What is being asked: I would like you to return all of the records exactly as they stand.

Saved data entries:
***

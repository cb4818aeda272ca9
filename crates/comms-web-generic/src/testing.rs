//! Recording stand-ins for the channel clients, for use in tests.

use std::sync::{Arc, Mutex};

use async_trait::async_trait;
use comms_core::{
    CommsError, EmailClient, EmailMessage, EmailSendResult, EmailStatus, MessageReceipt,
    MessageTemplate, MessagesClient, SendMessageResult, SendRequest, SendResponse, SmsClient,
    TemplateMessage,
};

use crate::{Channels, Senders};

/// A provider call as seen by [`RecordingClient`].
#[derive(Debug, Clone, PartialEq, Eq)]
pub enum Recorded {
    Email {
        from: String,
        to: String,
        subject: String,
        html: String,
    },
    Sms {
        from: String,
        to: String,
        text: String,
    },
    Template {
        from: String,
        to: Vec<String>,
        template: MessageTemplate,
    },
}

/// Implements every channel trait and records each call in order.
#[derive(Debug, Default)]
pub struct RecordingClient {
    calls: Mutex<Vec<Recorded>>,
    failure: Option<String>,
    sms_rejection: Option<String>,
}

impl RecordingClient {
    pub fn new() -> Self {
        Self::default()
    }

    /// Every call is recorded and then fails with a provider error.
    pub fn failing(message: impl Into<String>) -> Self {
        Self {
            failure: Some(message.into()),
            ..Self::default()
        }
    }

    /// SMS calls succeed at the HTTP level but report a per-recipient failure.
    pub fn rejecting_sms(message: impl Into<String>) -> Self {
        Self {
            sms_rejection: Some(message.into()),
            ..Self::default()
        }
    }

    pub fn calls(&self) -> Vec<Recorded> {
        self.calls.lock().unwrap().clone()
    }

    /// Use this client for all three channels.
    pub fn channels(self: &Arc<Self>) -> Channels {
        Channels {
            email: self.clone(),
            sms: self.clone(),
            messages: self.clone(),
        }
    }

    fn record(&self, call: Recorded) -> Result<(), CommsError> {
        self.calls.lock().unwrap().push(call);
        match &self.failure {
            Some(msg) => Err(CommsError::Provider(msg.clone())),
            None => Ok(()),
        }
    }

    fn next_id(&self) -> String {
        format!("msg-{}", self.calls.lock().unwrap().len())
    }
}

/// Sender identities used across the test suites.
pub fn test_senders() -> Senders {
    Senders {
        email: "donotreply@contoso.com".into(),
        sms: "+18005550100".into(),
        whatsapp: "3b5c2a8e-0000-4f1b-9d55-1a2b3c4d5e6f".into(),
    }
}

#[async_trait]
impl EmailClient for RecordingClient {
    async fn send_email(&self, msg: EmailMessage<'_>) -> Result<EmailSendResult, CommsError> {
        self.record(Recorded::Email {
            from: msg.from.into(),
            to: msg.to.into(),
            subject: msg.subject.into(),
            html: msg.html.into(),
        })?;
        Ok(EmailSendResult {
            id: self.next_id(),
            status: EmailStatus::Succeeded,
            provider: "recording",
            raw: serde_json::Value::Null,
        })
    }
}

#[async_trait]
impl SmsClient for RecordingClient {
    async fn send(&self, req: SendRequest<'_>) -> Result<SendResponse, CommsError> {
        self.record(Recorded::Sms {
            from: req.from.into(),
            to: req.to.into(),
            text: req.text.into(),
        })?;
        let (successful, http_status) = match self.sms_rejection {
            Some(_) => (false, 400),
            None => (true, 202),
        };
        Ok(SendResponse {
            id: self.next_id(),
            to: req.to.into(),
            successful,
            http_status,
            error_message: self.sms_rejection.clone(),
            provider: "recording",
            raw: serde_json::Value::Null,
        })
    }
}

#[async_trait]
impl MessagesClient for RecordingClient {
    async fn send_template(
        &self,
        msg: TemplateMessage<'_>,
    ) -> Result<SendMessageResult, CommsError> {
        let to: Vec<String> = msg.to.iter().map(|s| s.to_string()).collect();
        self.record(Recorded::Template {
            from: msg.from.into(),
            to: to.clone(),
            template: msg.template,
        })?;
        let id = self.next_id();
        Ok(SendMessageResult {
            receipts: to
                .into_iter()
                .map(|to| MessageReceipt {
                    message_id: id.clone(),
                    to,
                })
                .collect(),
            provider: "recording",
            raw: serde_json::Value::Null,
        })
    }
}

***

Result below:
repository cb4818aeda272ca9
filename crates/comms-web-generic/src/testing.rs
//! Recording stand-ins for the channel clients, for use in tests.

use std::sync::{Arc, Mutex};

use async_trait::async_trait;
use comms_core::{
    CommsError, EmailClient, EmailMessage, EmailSendResult, EmailStatus, MessageReceipt,
    MessageTemplate, MessagesClient, SendMessageResult, SendRequest, SendResponse, SmsClient,
    TemplateMessage,
};

use crate::{Channels, Senders};

/// A provider call as seen by [`RecordingClient`].
#[derive(Debug, Clone, PartialEq, Eq)]
pub enum Recorded {
    Email {
        from: String,
        to: String,
        subject: String,
        html: String,
    },
    Sms {
        from: String,
        to: String,
        text: String,
    },
    Template {
        from: String,
        to: Vec<String>,
        template: MessageTemplate,
    },
}

/// Implements every channel trait and records each call in order.
#[derive(Debug, Default)]
pub struct RecordingClient {
    calls: Mutex<Vec<Recorded>>,
    failure: Option<String>,
    sms_rejection: Option<String>,
}

impl RecordingClient {
    pub fn new() -> Self {
        Self::default()
    }

    /// Every call is recorded and then fails with a provider error.
    pub fn failing(message: impl Into<String>) -> Self {
        Self {
            failure: Some(message.into()),
            ..Self::default()
        }
    }

    /// SMS calls succeed at the HTTP level but report a per-recipient failure.
    pub fn rejecting_sms(message: impl Into<String>) -> Self {
        Self {
            sms_rejection: Some(message.into()),
            ..Self::default()
        }
    }

    pub fn calls(&self) -> Vec<Recorded> {
        self.calls.lock().unwrap().clone()
    }

    /// Use this client for all three channels.
    pub fn channels(self: &Arc<Self>) -> Channels {
        Channels {
            email: self.clone(),
            sms: self.clone(),
            messages: self.clone(),
        }
    }

    fn record(&self, call: Recorded) -> Result<(), CommsError> {
        self.calls.lock().unwrap().push(call);
        match &self.failure {
            Some(msg) => Err(CommsError::Provider(msg.clone())),
            None => Ok(()),
        }
    }

    fn next_id(&self) -> String {
        format!("msg-{}", self.calls.lock().unwrap().len())
    }
}

/// Sender identities used across the test suites.
pub fn test_senders() -> Senders {
    Senders {
        email: "donotreply@contoso.com".into(),
        sms: "+18005550100".into(),
        whatsapp: "3b5c2a8e-0000-4f1b-9d55-1a2b3c4d5e6f".into(),
    }
}

#[async_trait]
impl EmailClient for RecordingClient {
    async fn send_email(&self, msg: EmailMessage<'_>) -> Result<EmailSendResult, CommsError> {
        self.record(Recorded::Email {
            from: msg.from.into(),
            to: msg.to.into(),
            subject: msg.subject.into(),
            html: msg.html.into(),
        })?;
        Ok(EmailSendResult {
            id: self.next_id(),
            status: EmailStatus::Succeeded,
            provider: "recording",
            raw: serde_json::Value::Null,
        })
    }
}

#[async_trait]
impl SmsClient for RecordingClient {
    async fn send(&self, req: SendRequest<'_>) -> Result<SendResponse, CommsError> {
        self.record(Recorded::Sms {
            from: req.from.into(),
            to: req.to.into(),
            text: req.text.into(),
        })?;
        let (successful, http_status) = match self.sms_rejection {
            Some(_) => (false, 400),
            None => (true, 202),
        };
        Ok(SendResponse {
            id: self.next_id(),
            to: req.to.into(),
            successful,
            http_status,
            error_message: self.sms_rejection.clone(),
            provider: "recording",
            raw: serde_json::Value::Null,
        })
    }
}

#[async_trait]
impl MessagesClient for RecordingClient {
    async fn send_template(
        &self,
        msg: TemplateMessage<'_>,
    ) -> Result<SendMessageResult, CommsError> {
        let to: Vec<String> = msg.to.iter().map(|s| s.to_string()).collect();
        self.record(Recorded::Template {
            from: msg.from.into(),
            to: to.clone(),
            template: msg.template,
        })?;
        let id = self.next_id();
        Ok(SendMessageResult {
            receipts: to
                .into_iter()
                .map(|to| MessageReceipt {
                    message_id: id.clone(),
                    to,
                })
                .collect(),
            provider: "recording",
            raw: serde_json::Value::Null,
        })
    }
}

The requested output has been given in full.